Content starts

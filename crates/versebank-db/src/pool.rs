//! Database connection pool management.

use std::time::{Duration, Instant};

use sqlx::postgres::{PgPool, PgPoolOptions};
use tracing::{debug, info, warn};

use versebank_core::{defaults, Error, Result};

/// Pool configuration options.
#[derive(Debug, Clone)]
pub struct PoolConfig {
    /// Maximum number of connections in the pool.
    pub max_connections: u32,
    /// Minimum number of connections to maintain.
    pub min_connections: u32,
    /// Connection acquire timeout.
    pub connect_timeout: Duration,
    /// Idle connection timeout.
    pub idle_timeout: Duration,
    /// Maximum connection lifetime.
    pub max_lifetime: Option<Duration>,
}

impl Default for PoolConfig {
    fn default() -> Self {
        Self {
            max_connections: defaults::DB_MAX_CONNECTIONS,
            min_connections: 1,
            connect_timeout: Duration::from_secs(defaults::DB_CONNECT_TIMEOUT_SECS),
            idle_timeout: Duration::from_secs(defaults::DB_IDLE_TIMEOUT_SECS),
            max_lifetime: Some(Duration::from_secs(defaults::DB_MAX_LIFETIME_SECS)),
        }
    }
}

impl PoolConfig {
    pub fn new() -> Self {
        Self::default()
    }

    /// Defaults overridden by `DB_MAX_CONNECTIONS` when set and valid.
    pub fn from_env() -> Self {
        let config = Self::default();
        match std::env::var("DB_MAX_CONNECTIONS")
            .ok()
            .and_then(|v| v.parse::<u32>().ok())
        {
            Some(n) if n > 0 => config.max_connections(n),
            _ => config,
        }
    }

    pub fn max_connections(mut self, n: u32) -> Self {
        self.max_connections = n;
        self
    }

    pub fn min_connections(mut self, n: u32) -> Self {
        self.min_connections = n;
        self
    }

    pub fn connect_timeout(mut self, timeout: Duration) -> Self {
        self.connect_timeout = timeout;
        self
    }

    pub fn idle_timeout(mut self, timeout: Duration) -> Self {
        self.idle_timeout = timeout;
        self
    }

    pub fn max_lifetime(mut self, lifetime: Option<Duration>) -> Self {
        self.max_lifetime = lifetime;
        self
    }
}

/// Create a new PostgreSQL connection pool with default configuration.
pub async fn create_pool(database_url: &str) -> Result<PgPool> {
    create_pool_with_config(database_url, PoolConfig::default()).await
}

/// Create a new PostgreSQL connection pool with custom configuration.
pub async fn create_pool_with_config(database_url: &str, config: PoolConfig) -> Result<PgPool> {
    let start = Instant::now();

    info!(
        subsystem = "db",
        component = "pool",
        op = "create",
        max_connections = config.max_connections,
        min_connections = config.min_connections,
        connect_timeout_secs = config.connect_timeout.as_secs(),
        "Creating database connection pool"
    );

    let mut options = PgPoolOptions::new()
        .max_connections(config.max_connections)
        .min_connections(config.min_connections)
        .acquire_timeout(config.connect_timeout)
        .idle_timeout(config.idle_timeout);

    if let Some(max_lifetime) = config.max_lifetime {
        options = options.max_lifetime(max_lifetime);
    }

    let pool = options
        .connect(database_url)
        .await
        .map_err(Error::Database)?;

    info!(
        subsystem = "db",
        component = "pool",
        op = "established",
        pool_size = pool.size(),
        pool_idle = pool.num_idle(),
        duration_ms = start.elapsed().as_millis() as u64,
        "Database connection pool established"
    );
    Ok(pool)
}

/// Log current pool size and idle count; warns when no connection is idle.
pub fn log_pool_metrics(pool: &PgPool) {
    let size = pool.size();
    let idle = pool.num_idle();

    debug!(
        subsystem = "db",
        component = "pool",
        op = "metrics",
        pool_size = size,
        pool_idle = idle,
        "Pool health check"
    );

    if idle == 0 && size > 0 {
        warn!(
            subsystem = "db",
            component = "pool",
            pool_size = size,
            "Connection pool has no idle connections"
        );
    }
}

#[cfg(test)]
mod tests {
    use super::*;

    #[test]
    fn test_default_config_uses_shared_defaults() {
        let config = PoolConfig::default();
        assert_eq!(config.max_connections, defaults::DB_MAX_CONNECTIONS);
        assert_eq!(config.min_connections, 1);
        assert_eq!(
            config.max_lifetime,
            Some(Duration::from_secs(defaults::DB_MAX_LIFETIME_SECS))
        );
    }

    #[test]
    fn test_pool_config_builder() {
        let config = PoolConfig::new()
            .max_connections(20)
            .min_connections(5)
            .connect_timeout(Duration::from_secs(60))
            .idle_timeout(Duration::from_secs(5))
            .max_lifetime(None);

        assert_eq!(config.max_connections, 20);
        assert_eq!(config.min_connections, 5);
        assert_eq!(config.connect_timeout, Duration::from_secs(60));
        assert_eq!(config.idle_timeout, Duration::from_secs(5));
        assert!(config.max_lifetime.is_none());
    }
}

Content ends

What is being asked:
In your answer, reproduce every entry exactly as it was written.

Finished task:
filename crates/versebank-db/src/pool.rs
//! Database connection pool management.

use std::time::{Duration, Instant};

use sqlx::postgres::{PgPool, PgPoolOptions};
use tracing::{debug, info, warn};

use versebank_core::{defaults, Error, Result};

/// Pool configuration options.
#[derive(Debug, Clone)]
pub struct PoolConfig {
    /// Maximum number of connections in the pool.
    pub max_connections: u32,
    /// Minimum number of connections to maintain.
    pub min_connections: u32,
    /// Connection acquire timeout.
    pub connect_timeout: Duration,
    /// Idle connection timeout.
    pub idle_timeout: Duration,
    /// Maximum connection lifetime.
    pub max_lifetime: Option<Duration>,
}

impl Default for PoolConfig {
    fn default() -> Self {
        Self {
            max_connections: defaults::DB_MAX_CONNECTIONS,
            min_connections: 1,
            connect_timeout: Duration::from_secs(defaults::DB_CONNECT_TIMEOUT_SECS),
            idle_timeout: Duration::from_secs(defaults::DB_IDLE_TIMEOUT_SECS),
            max_lifetime: Some(Duration::from_secs(defaults::DB_MAX_LIFETIME_SECS)),
        }
    }
}

impl PoolConfig {
    pub fn new() -> Self {
        Self::default()
    }

    /// Defaults overridden by `DB_MAX_CONNECTIONS` when set and valid.
    pub fn from_env() -> Self {
        let config = Self::default();
        match std::env::var("DB_MAX_CONNECTIONS")
            .ok()
            .and_then(|v| v.parse::<u32>().ok())
        {
            Some(n) if n > 0 => config.max_connections(n),
            _ => config,
        }
    }

    pub fn max_connections(mut self, n: u32) -> Self {
        self.max_connections = n;
        self
    }

    pub fn min_connections(mut self, n: u32) -> Self {
        self.min_connections = n;
        self
    }

    pub fn connect_timeout(mut self, timeout: Duration) -> Self {
        self.connect_timeout = timeout;
        self
    }

    pub fn idle_timeout(mut self, timeout: Duration) -> Self {
        self.idle_timeout = timeout;
        self
    }

    pub fn max_lifetime(mut self, lifetime: Option<Duration>) -> Self {
        self.max_lifetime = lifetime;
        self
    }
}

/// Create a new PostgreSQL connection pool with default configuration.
pub async fn create_pool(database_url: &str) -> Result<PgPool> {
    create_pool_with_config(database_url, PoolConfig::default()).await
}

/// Create a new PostgreSQL connection pool with custom configuration.
pub async fn create_pool_with_config(database_url: &str, config: PoolConfig) -> Result<PgPool> {
    let start = Instant::now();

    info!(
        subsystem = "db",
        component = "pool",
        op = "create",
        max_connections = config.max_connections,
        min_connections = config.min_connections,
        connect_timeout_secs = config.connect_timeout.as_secs(),
        "Creating database connection pool"
    );

    let mut options = PgPoolOptions::new()
        .max_connections(config.max_connections)
        .min_connections(config.min_connections)
        .acquire_timeout(config.connect_timeout)
        .idle_timeout(config.idle_timeout);

    if let Some(max_lifetime) = config.max_lifetime {
        options = options.max_lifetime(max_lifetime);
    }

    let pool = options
        .connect(database_url)
        .await
        .map_err(Error::Database)?;

    info!(
        subsystem = "db",
        component = "pool",
        op = "established",
        pool_size = pool.size(),
        pool_idle = pool.num_idle(),
        duration_ms = start.elapsed().as_millis() as u64,
        "Database connection pool established"
    );
    Ok(pool)
}

/// Log current pool size and idle count; warns when no connection is idle.
pub fn log_pool_metrics(pool: &PgPool) {
    let size = pool.size();
    let idle = pool.num_idle();

    debug!(
        subsystem = "db",
        component = "pool",
        op = "metrics",
        pool_size = size,
        pool_idle = idle,
        "Pool health check"
    );

    if idle == 0 && size > 0 {
        warn!(
            subsystem = "db",
            component = "pool",
            pool_size = size,
            "Connection pool has no idle connections"
        );
    }
}

#[cfg(test)]
mod tests {
    use super::*;

    #[test]
    fn test_default_config_uses_shared_defaults() {
        let config = PoolConfig::default();
        assert_eq!(config.max_connections, defaults::DB_MAX_CONNECTIONS);
        assert_eq!(config.min_connections, 1);
        assert_eq!(
            config.max_lifetime,
            Some(Duration::from_secs(defaults::DB_MAX_LIFETIME_SECS))
        );
    }

    #[test]
    fn test_pool_config_builder() {
        let config = PoolConfig::new()
            .max_connections(20)
            .min_connections(5)
            .connect_timeout(Duration::from_secs(60))
            .idle_timeout(Duration::from_secs(5))
            .max_lifetime(None);

        assert_eq!(config.max_connections, 20);
        assert_eq!(config.min_connections, 5);
        assert_eq!(config.connect_timeout, Duration::from_secs(60));
        assert_eq!(config.idle_timeout, Duration::from_secs(5));
        assert!(config.max_lifetime.is_none());
    }
}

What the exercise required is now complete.